• _TASK INSTRUCTIONS_
The answer must be the full listing, reproduced without any change.

• _EXCERPTED DATA_
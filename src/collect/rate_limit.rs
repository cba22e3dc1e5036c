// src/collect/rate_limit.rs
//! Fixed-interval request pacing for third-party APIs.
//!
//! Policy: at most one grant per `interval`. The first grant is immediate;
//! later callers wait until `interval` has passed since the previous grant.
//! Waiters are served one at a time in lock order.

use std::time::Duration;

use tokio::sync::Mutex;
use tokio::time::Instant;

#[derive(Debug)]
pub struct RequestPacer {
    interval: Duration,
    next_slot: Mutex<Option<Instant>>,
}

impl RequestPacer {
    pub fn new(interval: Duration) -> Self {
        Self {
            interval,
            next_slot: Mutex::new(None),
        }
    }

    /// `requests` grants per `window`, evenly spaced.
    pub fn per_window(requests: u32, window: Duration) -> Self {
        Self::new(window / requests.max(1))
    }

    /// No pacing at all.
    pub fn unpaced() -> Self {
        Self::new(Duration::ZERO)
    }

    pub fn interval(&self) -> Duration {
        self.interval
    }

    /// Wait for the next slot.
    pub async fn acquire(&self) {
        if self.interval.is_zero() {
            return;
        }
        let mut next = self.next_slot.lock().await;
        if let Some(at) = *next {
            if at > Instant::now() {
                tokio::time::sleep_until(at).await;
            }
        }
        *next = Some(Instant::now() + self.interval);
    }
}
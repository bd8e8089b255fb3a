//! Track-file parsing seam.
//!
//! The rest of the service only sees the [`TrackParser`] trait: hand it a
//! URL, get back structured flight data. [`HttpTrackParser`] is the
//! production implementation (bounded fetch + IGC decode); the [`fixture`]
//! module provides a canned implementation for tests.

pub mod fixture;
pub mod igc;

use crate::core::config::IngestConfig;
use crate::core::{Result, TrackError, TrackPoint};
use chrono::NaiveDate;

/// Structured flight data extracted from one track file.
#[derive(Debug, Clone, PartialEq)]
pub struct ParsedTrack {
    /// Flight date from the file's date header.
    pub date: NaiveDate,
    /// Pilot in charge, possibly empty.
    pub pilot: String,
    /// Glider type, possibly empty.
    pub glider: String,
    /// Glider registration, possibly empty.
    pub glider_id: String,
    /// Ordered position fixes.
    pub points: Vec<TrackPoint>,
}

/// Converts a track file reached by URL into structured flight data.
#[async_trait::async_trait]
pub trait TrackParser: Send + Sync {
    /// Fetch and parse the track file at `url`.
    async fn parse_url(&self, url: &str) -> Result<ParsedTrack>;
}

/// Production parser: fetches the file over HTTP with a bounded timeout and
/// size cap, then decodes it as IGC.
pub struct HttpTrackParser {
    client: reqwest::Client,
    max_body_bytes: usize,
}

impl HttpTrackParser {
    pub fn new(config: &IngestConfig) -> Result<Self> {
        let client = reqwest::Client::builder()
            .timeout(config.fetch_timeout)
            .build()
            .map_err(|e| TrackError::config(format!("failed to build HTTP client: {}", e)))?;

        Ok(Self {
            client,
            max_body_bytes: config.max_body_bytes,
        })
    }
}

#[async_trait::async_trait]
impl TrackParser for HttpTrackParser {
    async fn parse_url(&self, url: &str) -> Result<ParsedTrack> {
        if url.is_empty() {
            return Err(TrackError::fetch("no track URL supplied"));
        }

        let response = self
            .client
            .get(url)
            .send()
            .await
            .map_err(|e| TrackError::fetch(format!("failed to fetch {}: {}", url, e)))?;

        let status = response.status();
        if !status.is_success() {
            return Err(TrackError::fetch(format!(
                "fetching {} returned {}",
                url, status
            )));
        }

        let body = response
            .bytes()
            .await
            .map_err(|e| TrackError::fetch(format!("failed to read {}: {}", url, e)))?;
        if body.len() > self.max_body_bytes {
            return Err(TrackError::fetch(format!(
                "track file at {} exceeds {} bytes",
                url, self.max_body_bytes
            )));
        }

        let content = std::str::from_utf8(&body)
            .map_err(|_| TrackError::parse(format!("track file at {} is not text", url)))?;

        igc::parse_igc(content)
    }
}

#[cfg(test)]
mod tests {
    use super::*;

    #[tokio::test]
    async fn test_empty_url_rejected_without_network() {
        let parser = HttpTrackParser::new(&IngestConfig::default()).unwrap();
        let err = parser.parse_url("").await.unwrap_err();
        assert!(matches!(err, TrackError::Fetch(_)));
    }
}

• _TASK RESULT_
filename src/collect/rate_limit.rs
repository cba22e3dc1e5036c
// src/collect/rate_limit.rs
//! Fixed-interval request pacing for third-party APIs.
//!
//! Policy: at most one grant per `interval`. The first grant is immediate;
//! later callers wait until `interval` has passed since the previous grant.
//! Waiters are served one at a time in lock order.

use std::time::Duration;

use tokio::sync::Mutex;
use tokio::time::Instant;

#[derive(Debug)]
pub struct RequestPacer {
    interval: Duration,
    next_slot: Mutex<Option<Instant>>,
}

impl RequestPacer {
    pub fn new(interval: Duration) -> Self {
        Self {
            interval,
            next_slot: Mutex::new(None),
        }
    }

    /// `requests` grants per `window`, evenly spaced.
    pub fn per_window(requests: u32, window: Duration) -> Self {
        Self::new(window / requests.max(1))
    }

    /// No pacing at all.
    pub fn unpaced() -> Self {
        Self::new(Duration::ZERO)
    }

    pub fn interval(&self) -> Duration {
        self.interval
    }

    /// Wait for the next slot.
    pub async fn acquire(&self) {
        if self.interval.is_zero() {
            return;
        }
        let mut next = self.next_slot.lock().await;
        if let Some(at) = *next {
            if at > Instant::now() {
                tokio::time::sleep_until(at).await;
            }
        }
        *next = Some(Instant::now() + self.interval);
    }
}
repository bd8e8089b255fb3a
//! Track-file parsing seam.
//!
//! The rest of the service only sees the [`TrackParser`] trait: hand it a
//! URL, get back structured flight data. [`HttpTrackParser`] is the
//! production implementation (bounded fetch + IGC decode); the [`fixture`]
//! module provides a canned implementation for tests.

pub mod fixture;
pub mod igc;

use crate::core::config::IngestConfig;
use crate::core::{Result, TrackError, TrackPoint};
use chrono::NaiveDate;

/// Structured flight data extracted from one track file.
#[derive(Debug, Clone, PartialEq)]
pub struct ParsedTrack {
    /// Flight date from the file's date header.
    pub date: NaiveDate,
    /// Pilot in charge, possibly empty.
    pub pilot: String,
    /// Glider type, possibly empty.
    pub glider: String,
    /// Glider registration, possibly empty.
    pub glider_id: String,
    /// Ordered position fixes.
    pub points: Vec<TrackPoint>,
}

/// Converts a track file reached by URL into structured flight data.
#[async_trait::async_trait]
pub trait TrackParser: Send + Sync {
    /// Fetch and parse the track file at `url`.
    async fn parse_url(&self, url: &str) -> Result<ParsedTrack>;
}

/// Production parser: fetches the file over HTTP with a bounded timeout and
/// size cap, then decodes it as IGC.
pub struct HttpTrackParser {
    client: reqwest::Client,
    max_body_bytes: usize,
}

impl HttpTrackParser {
    pub fn new(config: &IngestConfig) -> Result<Self> {
        let client = reqwest::Client::builder()
            .timeout(config.fetch_timeout)
            .build()
            .map_err(|e| TrackError::config(format!("failed to build HTTP client: {}", e)))?;

        Ok(Self {
            client,
            max_body_bytes: config.max_body_bytes,
        })
    }
}

#[async_trait::async_trait]
impl TrackParser for HttpTrackParser {
    async fn parse_url(&self, url: &str) -> Result<ParsedTrack> {
        if url.is_empty() {
            return Err(TrackError::fetch("no track URL supplied"));
        }

        let response = self
            .client
            .get(url)
            .send()
            .await
            .map_err(|e| TrackError::fetch(format!("failed to fetch {}: {}", url, e)))?;

        let status = response.status();
        if !status.is_success() {
            return Err(TrackError::fetch(format!(
                "fetching {} returned {}",
                url, status
            )));
        }

        let body = response
            .bytes()
            .await
            .map_err(|e| TrackError::fetch(format!("failed to read {}: {}", url, e)))?;
        if body.len() > self.max_body_bytes {
            return Err(TrackError::fetch(format!(
                "track file at {} exceeds {} bytes",
                url, self.max_body_bytes
            )));
        }

        let content = std::str::from_utf8(&body)
            .map_err(|_| TrackError::parse(format!("track file at {} is not text", url)))?;

        igc::parse_igc(content)
    }
}

#[cfg(test)]
mod tests {
    use super::*;

    #[tokio::test]
    async fn test_empty_url_rejected_without_network() {
        let parser = HttpTrackParser::new(&IngestConfig::default()).unwrap();
        let err = parser.parse_url("").await.unwrap_err();
        assert!(matches!(err, TrackError::Fetch(_)));
    }
}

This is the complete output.